*TRY IT*. Which of the lines in the records below hold the string "EdgeArgs"? Copy every one of them.

*RECORDS SUPPLIED*.
########
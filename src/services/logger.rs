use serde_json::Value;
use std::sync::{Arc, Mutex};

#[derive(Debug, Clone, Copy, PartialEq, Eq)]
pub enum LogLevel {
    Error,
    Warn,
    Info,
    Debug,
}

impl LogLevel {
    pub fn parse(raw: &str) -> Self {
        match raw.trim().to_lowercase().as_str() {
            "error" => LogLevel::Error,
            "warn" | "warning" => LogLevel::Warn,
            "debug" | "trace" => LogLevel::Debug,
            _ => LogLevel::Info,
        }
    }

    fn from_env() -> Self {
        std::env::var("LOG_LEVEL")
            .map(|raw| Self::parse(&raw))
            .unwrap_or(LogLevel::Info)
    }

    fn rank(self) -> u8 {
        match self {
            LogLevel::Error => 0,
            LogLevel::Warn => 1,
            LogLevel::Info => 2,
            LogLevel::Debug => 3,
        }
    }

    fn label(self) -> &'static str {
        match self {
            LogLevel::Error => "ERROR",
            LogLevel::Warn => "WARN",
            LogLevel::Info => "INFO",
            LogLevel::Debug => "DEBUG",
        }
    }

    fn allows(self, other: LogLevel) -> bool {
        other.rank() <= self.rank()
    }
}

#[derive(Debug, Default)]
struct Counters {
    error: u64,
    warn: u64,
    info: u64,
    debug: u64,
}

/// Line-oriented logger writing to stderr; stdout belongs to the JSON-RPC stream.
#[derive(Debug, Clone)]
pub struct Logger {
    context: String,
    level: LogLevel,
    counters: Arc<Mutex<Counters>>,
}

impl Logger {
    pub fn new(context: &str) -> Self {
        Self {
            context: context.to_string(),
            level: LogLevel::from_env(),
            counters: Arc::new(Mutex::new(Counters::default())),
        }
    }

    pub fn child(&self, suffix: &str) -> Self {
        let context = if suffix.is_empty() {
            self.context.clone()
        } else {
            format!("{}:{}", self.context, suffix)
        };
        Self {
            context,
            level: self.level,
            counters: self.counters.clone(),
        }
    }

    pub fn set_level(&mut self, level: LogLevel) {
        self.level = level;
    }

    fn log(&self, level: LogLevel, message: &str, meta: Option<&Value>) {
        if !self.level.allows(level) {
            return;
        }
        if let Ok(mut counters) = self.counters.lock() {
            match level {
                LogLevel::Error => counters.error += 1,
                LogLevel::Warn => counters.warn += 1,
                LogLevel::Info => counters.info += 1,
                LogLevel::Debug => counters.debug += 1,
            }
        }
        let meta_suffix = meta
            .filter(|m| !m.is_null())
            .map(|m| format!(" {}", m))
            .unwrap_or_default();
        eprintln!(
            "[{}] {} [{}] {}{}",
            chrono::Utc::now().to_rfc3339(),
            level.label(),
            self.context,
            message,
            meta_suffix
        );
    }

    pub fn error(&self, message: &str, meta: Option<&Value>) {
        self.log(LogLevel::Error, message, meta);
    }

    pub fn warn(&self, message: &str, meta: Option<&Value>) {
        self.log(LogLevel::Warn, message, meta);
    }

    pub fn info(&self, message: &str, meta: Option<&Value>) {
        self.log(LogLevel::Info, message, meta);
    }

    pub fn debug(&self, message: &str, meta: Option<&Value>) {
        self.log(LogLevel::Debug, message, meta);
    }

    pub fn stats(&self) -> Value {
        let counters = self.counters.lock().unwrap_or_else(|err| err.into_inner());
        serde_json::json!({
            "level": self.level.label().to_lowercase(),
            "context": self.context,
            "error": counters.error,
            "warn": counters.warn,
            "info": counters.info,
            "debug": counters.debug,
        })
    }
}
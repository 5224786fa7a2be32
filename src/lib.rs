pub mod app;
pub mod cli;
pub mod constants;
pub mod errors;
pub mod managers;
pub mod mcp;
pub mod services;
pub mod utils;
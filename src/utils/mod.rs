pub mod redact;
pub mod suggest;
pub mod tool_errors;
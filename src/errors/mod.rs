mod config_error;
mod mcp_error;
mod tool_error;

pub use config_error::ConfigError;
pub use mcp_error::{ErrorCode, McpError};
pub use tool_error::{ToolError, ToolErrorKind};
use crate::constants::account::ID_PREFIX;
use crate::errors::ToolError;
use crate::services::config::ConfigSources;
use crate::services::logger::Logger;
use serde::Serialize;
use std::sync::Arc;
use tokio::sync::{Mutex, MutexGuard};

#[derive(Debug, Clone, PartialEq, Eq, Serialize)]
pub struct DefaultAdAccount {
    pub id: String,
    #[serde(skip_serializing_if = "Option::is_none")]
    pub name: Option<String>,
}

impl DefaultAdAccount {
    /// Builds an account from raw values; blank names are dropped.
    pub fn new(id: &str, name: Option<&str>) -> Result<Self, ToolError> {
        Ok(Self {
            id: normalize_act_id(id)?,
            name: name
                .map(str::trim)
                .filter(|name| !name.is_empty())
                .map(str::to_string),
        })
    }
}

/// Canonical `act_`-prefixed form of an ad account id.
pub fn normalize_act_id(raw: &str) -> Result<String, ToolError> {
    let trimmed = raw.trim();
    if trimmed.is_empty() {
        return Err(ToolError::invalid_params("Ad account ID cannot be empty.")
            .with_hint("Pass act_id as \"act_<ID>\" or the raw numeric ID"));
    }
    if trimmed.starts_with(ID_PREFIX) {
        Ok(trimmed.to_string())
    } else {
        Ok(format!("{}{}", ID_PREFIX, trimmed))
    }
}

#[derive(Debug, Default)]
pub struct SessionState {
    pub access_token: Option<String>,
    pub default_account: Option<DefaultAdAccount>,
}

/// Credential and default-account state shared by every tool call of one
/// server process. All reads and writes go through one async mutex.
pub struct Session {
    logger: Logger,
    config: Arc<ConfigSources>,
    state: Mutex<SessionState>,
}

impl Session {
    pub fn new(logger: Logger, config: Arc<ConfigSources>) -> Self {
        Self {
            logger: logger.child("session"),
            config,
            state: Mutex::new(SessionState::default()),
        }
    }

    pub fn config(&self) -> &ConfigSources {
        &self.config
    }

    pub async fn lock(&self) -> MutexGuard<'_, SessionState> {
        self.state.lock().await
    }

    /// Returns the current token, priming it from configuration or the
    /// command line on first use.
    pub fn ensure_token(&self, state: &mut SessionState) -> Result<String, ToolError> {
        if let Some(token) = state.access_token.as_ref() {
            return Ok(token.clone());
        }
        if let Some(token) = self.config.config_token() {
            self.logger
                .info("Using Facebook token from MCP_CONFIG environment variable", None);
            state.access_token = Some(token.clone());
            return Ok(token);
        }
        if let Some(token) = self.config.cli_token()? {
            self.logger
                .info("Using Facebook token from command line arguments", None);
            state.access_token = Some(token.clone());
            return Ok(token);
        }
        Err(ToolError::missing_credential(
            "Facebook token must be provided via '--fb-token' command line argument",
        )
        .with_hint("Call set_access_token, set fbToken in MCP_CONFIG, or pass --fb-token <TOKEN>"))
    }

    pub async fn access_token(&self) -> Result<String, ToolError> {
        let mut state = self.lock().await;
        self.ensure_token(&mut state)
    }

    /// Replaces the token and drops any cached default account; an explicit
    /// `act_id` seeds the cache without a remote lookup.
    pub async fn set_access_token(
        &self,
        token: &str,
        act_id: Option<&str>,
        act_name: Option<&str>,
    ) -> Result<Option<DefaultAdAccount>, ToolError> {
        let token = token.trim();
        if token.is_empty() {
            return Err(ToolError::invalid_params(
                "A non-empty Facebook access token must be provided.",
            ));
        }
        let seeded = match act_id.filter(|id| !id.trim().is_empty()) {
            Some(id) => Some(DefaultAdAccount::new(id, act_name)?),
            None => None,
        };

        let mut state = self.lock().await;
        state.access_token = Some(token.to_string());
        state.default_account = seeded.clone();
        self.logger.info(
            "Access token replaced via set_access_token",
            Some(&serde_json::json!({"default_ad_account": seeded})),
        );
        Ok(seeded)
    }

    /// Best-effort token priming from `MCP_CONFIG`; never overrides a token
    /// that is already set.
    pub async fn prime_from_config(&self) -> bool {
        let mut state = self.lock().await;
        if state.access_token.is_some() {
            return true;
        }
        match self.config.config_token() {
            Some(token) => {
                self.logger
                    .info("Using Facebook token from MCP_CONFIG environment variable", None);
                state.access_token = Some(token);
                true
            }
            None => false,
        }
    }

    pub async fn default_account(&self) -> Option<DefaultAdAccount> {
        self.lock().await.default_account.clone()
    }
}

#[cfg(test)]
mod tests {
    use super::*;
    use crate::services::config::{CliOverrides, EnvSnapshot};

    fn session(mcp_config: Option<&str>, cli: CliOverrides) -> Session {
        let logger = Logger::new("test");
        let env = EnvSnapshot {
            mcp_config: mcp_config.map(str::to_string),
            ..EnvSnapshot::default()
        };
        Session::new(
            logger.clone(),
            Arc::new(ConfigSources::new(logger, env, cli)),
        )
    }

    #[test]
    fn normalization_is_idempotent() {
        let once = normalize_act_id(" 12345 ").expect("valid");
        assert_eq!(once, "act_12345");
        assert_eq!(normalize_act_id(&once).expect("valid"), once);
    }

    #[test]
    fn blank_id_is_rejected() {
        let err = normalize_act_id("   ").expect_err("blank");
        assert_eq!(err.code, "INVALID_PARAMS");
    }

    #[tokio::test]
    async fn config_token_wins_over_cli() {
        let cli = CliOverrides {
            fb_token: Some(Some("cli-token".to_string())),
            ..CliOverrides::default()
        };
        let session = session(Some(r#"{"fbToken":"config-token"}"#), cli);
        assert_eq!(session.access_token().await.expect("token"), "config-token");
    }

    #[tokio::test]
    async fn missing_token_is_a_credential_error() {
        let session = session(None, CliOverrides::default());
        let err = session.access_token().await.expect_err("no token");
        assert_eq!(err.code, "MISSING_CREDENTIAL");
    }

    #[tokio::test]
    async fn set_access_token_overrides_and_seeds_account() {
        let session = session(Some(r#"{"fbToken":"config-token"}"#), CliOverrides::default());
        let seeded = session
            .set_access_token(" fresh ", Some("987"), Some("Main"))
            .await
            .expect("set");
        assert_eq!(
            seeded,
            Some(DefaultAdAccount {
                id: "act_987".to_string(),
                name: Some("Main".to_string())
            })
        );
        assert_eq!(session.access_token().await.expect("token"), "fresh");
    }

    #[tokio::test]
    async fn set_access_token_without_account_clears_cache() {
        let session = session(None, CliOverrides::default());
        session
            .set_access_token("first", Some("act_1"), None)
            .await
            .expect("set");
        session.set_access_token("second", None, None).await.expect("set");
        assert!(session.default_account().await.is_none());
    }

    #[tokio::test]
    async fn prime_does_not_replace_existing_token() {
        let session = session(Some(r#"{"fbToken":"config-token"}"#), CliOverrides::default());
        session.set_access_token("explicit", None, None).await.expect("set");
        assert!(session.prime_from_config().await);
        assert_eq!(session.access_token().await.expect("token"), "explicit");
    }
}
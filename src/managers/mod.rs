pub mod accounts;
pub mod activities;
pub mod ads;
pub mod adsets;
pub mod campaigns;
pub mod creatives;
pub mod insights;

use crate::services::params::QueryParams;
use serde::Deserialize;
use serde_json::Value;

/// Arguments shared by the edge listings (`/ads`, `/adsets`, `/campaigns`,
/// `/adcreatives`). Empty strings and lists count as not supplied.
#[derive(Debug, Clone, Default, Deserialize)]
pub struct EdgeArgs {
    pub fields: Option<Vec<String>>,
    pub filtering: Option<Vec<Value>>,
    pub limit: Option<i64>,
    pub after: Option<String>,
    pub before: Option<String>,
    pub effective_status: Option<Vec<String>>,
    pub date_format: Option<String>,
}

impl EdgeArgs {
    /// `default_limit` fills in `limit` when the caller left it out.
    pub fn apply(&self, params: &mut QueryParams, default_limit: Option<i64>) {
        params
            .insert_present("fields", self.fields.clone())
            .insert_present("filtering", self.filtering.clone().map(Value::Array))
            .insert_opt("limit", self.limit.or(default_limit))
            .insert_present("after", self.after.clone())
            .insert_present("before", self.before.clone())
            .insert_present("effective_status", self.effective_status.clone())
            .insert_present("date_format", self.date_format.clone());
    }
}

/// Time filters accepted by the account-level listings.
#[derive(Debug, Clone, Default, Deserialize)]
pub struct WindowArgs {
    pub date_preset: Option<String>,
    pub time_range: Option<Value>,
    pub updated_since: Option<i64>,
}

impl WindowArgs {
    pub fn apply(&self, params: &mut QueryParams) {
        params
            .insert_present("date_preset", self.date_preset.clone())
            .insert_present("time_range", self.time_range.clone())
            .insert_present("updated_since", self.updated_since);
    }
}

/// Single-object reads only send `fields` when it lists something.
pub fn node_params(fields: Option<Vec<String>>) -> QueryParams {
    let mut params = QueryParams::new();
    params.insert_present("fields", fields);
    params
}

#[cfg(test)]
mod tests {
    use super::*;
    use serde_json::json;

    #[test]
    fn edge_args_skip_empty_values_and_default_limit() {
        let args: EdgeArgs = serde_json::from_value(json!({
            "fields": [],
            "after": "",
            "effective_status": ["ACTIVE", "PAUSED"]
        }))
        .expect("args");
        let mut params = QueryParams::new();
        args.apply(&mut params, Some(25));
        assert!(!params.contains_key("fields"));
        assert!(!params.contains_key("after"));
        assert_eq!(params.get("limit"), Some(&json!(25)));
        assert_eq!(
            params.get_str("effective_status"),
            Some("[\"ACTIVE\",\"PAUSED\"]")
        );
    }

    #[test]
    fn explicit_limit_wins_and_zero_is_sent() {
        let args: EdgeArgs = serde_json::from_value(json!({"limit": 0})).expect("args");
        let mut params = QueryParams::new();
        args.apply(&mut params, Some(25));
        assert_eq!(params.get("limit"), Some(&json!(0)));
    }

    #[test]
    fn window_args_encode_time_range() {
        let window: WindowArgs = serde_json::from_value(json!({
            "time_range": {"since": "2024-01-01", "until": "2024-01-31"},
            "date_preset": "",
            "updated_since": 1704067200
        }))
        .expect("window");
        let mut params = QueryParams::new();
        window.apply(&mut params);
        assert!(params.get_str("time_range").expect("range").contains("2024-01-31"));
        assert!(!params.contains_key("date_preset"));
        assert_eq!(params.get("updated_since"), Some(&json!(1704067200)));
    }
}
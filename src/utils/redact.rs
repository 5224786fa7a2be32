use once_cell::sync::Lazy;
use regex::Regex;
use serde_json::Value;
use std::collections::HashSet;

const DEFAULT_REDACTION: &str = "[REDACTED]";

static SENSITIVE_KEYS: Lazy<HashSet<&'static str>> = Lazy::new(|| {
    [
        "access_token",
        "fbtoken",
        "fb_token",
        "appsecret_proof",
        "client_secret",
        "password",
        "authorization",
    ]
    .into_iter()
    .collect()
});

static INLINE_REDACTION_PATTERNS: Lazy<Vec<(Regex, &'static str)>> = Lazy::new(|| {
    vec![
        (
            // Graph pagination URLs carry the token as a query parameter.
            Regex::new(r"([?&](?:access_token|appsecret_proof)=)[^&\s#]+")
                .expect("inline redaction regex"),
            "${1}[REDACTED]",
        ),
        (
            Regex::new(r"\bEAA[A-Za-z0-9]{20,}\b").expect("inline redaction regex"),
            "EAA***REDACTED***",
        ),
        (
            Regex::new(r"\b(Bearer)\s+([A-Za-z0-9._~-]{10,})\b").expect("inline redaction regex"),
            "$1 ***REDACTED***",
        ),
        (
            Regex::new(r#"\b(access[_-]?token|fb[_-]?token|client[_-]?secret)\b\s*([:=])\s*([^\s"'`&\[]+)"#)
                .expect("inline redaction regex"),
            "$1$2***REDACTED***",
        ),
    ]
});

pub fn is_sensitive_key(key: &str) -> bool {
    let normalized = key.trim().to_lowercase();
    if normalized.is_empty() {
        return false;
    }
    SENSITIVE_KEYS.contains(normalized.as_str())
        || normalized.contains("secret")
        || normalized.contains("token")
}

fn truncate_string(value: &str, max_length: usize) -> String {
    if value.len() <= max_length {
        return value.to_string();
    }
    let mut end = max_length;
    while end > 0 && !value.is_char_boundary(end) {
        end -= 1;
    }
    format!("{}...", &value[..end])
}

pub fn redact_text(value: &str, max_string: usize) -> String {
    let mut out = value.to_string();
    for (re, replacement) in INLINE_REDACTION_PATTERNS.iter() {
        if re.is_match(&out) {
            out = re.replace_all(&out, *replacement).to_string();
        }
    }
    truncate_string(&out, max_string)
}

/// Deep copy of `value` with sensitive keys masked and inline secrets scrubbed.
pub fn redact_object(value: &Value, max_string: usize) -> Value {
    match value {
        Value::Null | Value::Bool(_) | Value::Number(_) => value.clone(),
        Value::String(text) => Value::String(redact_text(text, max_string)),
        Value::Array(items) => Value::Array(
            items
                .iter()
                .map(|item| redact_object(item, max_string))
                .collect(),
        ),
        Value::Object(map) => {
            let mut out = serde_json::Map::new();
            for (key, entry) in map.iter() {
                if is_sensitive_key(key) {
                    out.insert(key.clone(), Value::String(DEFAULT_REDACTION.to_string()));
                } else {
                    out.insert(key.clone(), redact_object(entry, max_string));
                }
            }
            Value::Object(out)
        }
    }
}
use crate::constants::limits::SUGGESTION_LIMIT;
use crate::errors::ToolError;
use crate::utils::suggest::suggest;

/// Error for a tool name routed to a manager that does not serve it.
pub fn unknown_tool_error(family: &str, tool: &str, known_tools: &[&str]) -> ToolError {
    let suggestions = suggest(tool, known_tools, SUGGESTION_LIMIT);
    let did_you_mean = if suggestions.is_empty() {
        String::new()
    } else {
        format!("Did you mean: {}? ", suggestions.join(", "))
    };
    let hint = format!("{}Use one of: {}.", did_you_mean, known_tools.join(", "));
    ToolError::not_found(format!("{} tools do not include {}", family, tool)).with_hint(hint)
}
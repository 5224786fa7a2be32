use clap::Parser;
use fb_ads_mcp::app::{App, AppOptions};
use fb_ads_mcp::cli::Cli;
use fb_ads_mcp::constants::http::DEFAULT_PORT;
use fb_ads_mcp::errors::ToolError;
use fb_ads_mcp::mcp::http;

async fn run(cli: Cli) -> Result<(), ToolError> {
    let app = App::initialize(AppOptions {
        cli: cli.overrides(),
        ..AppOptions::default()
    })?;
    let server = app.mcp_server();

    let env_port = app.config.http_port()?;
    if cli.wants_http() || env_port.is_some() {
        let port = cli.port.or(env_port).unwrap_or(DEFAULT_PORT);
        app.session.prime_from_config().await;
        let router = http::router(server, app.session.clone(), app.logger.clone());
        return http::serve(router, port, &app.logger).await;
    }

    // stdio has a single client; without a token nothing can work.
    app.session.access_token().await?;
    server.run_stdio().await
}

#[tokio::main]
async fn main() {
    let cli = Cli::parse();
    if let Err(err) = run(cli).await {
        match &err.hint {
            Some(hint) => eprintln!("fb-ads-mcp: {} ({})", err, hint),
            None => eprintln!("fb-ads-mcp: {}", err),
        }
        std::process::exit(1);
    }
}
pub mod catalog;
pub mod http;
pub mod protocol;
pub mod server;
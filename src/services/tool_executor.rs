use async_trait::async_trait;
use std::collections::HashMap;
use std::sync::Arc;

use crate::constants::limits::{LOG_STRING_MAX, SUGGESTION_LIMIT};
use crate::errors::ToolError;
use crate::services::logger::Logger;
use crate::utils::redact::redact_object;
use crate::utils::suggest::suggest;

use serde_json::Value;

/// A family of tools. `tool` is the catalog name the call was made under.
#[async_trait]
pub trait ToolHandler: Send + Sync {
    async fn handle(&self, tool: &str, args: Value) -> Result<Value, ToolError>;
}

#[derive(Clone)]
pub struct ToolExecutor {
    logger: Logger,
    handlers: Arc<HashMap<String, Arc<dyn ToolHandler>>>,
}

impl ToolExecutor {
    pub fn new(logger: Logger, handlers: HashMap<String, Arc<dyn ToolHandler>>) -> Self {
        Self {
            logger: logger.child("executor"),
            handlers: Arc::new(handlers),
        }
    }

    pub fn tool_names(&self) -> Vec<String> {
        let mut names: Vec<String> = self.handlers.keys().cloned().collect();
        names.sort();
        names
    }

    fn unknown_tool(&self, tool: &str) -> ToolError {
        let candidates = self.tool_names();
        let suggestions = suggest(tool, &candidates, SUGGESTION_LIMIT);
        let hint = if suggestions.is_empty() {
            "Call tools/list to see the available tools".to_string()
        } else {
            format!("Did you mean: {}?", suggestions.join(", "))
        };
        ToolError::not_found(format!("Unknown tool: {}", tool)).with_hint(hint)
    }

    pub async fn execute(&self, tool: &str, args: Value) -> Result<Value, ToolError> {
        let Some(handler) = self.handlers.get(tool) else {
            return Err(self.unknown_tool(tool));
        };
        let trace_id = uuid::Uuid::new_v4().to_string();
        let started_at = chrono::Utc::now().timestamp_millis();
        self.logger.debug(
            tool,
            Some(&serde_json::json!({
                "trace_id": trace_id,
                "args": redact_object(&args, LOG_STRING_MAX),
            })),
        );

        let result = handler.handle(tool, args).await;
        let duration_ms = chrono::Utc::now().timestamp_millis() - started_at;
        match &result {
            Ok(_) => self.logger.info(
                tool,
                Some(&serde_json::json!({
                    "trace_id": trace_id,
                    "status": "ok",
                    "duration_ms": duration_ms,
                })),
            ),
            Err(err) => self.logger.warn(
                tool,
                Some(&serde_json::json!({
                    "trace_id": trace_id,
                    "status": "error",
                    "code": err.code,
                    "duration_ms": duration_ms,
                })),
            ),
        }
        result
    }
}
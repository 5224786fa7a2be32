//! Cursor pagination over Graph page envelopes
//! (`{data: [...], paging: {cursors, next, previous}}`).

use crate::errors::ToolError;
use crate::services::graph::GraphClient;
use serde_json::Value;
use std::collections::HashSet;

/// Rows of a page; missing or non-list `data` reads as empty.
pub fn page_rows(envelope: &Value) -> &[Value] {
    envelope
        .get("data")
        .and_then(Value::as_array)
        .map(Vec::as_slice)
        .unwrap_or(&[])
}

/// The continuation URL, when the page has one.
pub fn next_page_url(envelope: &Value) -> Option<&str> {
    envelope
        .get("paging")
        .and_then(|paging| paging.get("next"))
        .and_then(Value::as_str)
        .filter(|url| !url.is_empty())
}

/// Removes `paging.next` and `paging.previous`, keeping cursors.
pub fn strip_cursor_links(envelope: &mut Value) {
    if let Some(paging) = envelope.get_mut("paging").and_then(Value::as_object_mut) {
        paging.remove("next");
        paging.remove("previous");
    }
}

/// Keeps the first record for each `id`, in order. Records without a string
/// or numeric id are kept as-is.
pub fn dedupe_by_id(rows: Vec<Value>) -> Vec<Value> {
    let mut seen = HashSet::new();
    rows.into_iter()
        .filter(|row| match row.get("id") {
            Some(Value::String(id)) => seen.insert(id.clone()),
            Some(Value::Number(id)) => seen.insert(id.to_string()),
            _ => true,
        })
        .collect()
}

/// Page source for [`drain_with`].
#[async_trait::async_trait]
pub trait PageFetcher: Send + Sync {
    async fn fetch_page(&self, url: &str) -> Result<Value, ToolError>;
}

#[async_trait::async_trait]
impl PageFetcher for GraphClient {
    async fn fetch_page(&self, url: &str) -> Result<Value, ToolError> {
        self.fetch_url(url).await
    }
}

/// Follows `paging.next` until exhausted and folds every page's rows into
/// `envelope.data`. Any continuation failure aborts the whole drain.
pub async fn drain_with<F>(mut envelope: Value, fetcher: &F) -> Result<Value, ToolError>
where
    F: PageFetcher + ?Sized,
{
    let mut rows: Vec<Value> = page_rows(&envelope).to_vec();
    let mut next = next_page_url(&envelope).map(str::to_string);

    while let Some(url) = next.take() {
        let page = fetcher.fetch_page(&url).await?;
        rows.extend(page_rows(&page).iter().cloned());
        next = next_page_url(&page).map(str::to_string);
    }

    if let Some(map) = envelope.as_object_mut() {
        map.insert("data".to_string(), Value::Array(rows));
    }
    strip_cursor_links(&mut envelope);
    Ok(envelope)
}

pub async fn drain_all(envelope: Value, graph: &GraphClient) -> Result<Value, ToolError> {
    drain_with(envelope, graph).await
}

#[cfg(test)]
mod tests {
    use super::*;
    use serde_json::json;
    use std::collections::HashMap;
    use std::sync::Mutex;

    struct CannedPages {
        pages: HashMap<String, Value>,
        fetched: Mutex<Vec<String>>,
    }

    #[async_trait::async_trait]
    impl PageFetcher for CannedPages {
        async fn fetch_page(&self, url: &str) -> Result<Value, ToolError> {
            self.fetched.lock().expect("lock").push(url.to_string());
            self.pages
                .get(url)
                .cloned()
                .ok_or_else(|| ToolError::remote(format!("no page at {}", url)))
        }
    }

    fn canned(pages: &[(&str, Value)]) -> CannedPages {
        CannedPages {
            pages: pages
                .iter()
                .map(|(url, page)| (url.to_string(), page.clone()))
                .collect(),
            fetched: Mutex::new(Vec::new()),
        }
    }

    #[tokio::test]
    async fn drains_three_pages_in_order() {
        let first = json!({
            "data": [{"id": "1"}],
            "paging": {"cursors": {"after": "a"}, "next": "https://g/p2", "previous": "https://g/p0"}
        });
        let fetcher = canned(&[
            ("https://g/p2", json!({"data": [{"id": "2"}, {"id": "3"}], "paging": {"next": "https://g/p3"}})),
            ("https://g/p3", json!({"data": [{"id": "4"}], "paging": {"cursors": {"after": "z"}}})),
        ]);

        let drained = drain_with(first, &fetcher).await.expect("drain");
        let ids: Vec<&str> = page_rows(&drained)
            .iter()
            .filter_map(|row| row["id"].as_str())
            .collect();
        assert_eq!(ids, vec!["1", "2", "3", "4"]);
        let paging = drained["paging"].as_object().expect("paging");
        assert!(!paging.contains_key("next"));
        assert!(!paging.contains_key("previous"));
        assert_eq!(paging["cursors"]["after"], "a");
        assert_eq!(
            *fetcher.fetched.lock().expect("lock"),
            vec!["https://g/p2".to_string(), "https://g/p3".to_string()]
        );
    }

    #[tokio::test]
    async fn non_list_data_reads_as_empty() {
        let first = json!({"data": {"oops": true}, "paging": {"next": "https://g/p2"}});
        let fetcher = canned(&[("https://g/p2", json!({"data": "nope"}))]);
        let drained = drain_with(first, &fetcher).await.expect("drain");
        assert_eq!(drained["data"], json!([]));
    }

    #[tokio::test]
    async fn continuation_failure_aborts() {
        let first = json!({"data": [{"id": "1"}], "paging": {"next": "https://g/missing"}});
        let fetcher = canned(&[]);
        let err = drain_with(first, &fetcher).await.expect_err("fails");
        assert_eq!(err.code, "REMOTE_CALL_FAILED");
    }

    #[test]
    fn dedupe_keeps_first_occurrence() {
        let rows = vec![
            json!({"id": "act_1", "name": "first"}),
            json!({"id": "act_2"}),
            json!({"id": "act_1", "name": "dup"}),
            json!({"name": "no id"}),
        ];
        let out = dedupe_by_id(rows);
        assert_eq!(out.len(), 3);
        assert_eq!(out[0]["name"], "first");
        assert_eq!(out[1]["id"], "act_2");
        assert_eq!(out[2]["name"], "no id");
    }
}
########
*ANSWER FOR THE TASK*.
pub struct EdgeArgs {
impl EdgeArgs {
        let args: EdgeArgs = serde_json::from_value(json!({
        let args: EdgeArgs = serde_json::from_value(json!({"limit": 0})).expect("args");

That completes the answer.